Phenotypic and functional modulation of normal human alveolar macrophages by histamine.

Abstract

Alveolar macrophages (AM) play a regulatory role in asthma. AM from asthmatics are activated, release increased amounts of cytokines, and express higher levels of the low affinity receptor for IgE (Fc epsilon RIIb/CD23b) and receptors for adhesion molecules. The bronchial microenvironment may modulate the phenotypic and functional characteristics of AM. On AM from normal subjects, the effects of histamine were studied on the expression of adhesion molecules (LFA-1, ICAM-1) and CD23b as well as on the release of fibronectin.

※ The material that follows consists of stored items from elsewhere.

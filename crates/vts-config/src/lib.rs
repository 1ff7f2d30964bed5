//! Vault Transform Sync Configuration
//!
//! TOML-based configuration with environment variable override support.

use serde::{Deserialize, Serialize};
use std::path::Path;
use thiserror::Error;

mod loader;

pub use loader::ConfigLoader;

/// Configuration error types
#[derive(Error, Debug)]
pub enum ConfigError {
    #[error("Failed to read config file: {0}")]
    ReadError(#[from] std::io::Error),

    #[error("Failed to parse TOML: {0}")]
    ParseError(#[from] toml::de::Error),

    #[error("Invalid configuration: {0}")]
    ValidationError(String),
}

/// Root application configuration
#[derive(Debug, Clone, Default, Serialize, Deserialize)]
#[serde(default)]
pub struct AppConfig {
    pub vault: VaultConfig,
    pub transform: TransformConfig,
    pub notification: NotificationConfig,
}

/// Vault connection settings
#[derive(Debug, Clone, Serialize, Deserialize)]
#[serde(default)]
pub struct VaultConfig {
    /// Vault address, e.g. https://vault.example.com:8200
    pub addr: String,
    /// Token sent as X-Vault-Token
    pub token: String,
    /// Enterprise namespace (empty = root)
    pub namespace: String,
    /// HTTP request timeout in milliseconds
    pub timeout_ms: u64,
    /// Attempts per request, including the first
    pub retry_attempts: u32,
    /// Initial backoff between attempts in milliseconds
    pub retry_delay_ms: u64,
}

impl Default for VaultConfig {
    fn default() -> Self {
        Self {
            addr: "http://127.0.0.1:8200".to_string(),
            token: String::new(),
            namespace: String::new(),
            timeout_ms: 30000,
            retry_attempts: 3,
            retry_delay_ms: 100,
        }
    }
}

/// Transform secrets engine settings
#[derive(Debug, Clone, Serialize, Deserialize)]
#[serde(default)]
pub struct TransformConfig {
    /// Mount path of the transform engine
    pub backend: String,
}

impl Default for TransformConfig {
    fn default() -> Self {
        Self {
            backend: "transform".to_string(),
        }
    }
}

/// Where advisories about unapplied reciprocal edits are delivered
#[derive(Debug, Clone, Serialize, Deserialize)]
#[serde(default)]
pub struct NotificationConfig {
    /// Also write advisories to the log
    pub log_enabled: bool,
    /// Post advisories to a chat webhook
    pub webhook_enabled: bool,
    pub webhook_url: Option<String>,
}

impl Default for NotificationConfig {
    fn default() -> Self {
        Self {
            log_enabled: true,
            webhook_enabled: false,
            webhook_url: None,
        }
    }
}

impl AppConfig {
    /// Load configuration from a TOML file
    pub fn from_file<P: AsRef<Path>>(path: P) -> Result<Self, ConfigError> {
        let content = std::fs::read_to_string(path)?;
        let config: AppConfig = toml::from_str(&content)?;
        Ok(config)
    }

    /// Load configuration with environment variable override
    pub fn load() -> Result<Self, ConfigError> {
        ConfigLoader::new().load()
    }

    pub fn validate(&self) -> Result<(), ConfigError> {
        if self.vault.addr.trim().is_empty() {
            return Err(ConfigError::ValidationError("vault.addr must not be empty".into()));
        }
        if self.transform.backend.trim_matches('/').is_empty() {
            return Err(ConfigError::ValidationError("transform.backend must not be empty".into()));
        }
        if self.vault.retry_attempts == 0 {
            return Err(ConfigError::ValidationError("vault.retry_attempts must be at least 1".into()));
        }
        if self.notification.webhook_enabled
            && self.notification.webhook_url.as_deref().map_or(true, str::is_empty)
        {
            return Err(ConfigError::ValidationError(
                "notification.webhook_url is required when webhook_enabled = true".into(),
            ));
        }
        Ok(())
    }

    /// Generate an example TOML configuration
    pub fn example_toml() -> String {
        r#"# Vault Transform Sync Configuration
# Environment variables override these settings

[vault]
addr = "http://127.0.0.1:8200"   # VAULT_ADDR
token = ""                        # VAULT_TOKEN
namespace = ""                    # VAULT_NAMESPACE
timeout_ms = 30000
retry_attempts = 3
retry_delay_ms = 100

[transform]
backend = "transform"

[notification]
log_enabled = true
webhook_enabled = false
# webhook_url = "https://example.webhook.office.com/..."
"#
        .to_string()
    }
}

#[cfg(test)]
mod tests {
    use super::*;

    #[test]
    fn test_defaults_are_valid() {
        let config = AppConfig::default();
        assert!(config.validate().is_ok());
        assert_eq!(config.transform.backend, "transform");
        assert_eq!(config.vault.retry_attempts, 3);
    }

    #[test]
    fn test_example_toml_parses() {
        let config: AppConfig = toml::from_str(&AppConfig::example_toml()).unwrap();
        assert_eq!(config.vault.addr, "http://127.0.0.1:8200");
        assert!(config.notification.log_enabled);
        assert!(config.validate().is_ok());
    }

    #[test]
    fn test_partial_toml_keeps_defaults() {
        let config: AppConfig = toml::from_str("[transform]\nbackend = \"tx\"\n").unwrap();
        assert_eq!(config.transform.backend, "tx");
        assert_eq!(config.vault.timeout_ms, 30000);
    }

    #[test]
    fn test_validate_rejects_webhook_without_url() {
        let mut config = AppConfig::default();
        config.notification.webhook_enabled = true;
        assert!(matches!(config.validate(), Err(ConfigError::ValidationError(_))));

        config.notification.webhook_url = Some("https://example.com/hook".into());
        assert!(config.validate().is_ok());
    }

    #[test]
    fn test_validate_rejects_zero_attempts() {
        let mut config = AppConfig::default();
        config.vault.retry_attempts = 0;
        assert!(config.validate().is_err());
    }
}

The expression of LFA-1, ICAM-1, and CD23b was examined by immunocytochemistry using the alkaline phosphatase-anti-alkaline phosphatase technique. The expression of CD23b mRNA was studied by in situ hybridization. The release of fibronectin was measured by enzyme immunoassay. We found that histamine induced in a dose- and time-dependent fashion a significant increase of AM expressing the three membrane markers and a significant increase in the release of fibronectin. The maximum effect of histamine was observed after an incubation of 12 to 24 h and a dose of 1 microM. The histamine effects were specific, since they were significantly inhibited by an H1-blocker, pyrilamine, used at a concentration of 10 microM. The effect of an H2-blocker (ranitidine, concentration of 10 microM) was inconstant. Cycloheximide blocked the histamine effects, suggesting that it requires protein synthesis for its action. This study provides an in vitro model of cellular interaction between mast cells and AM, which might be relevant in the airway inflammation in asthma.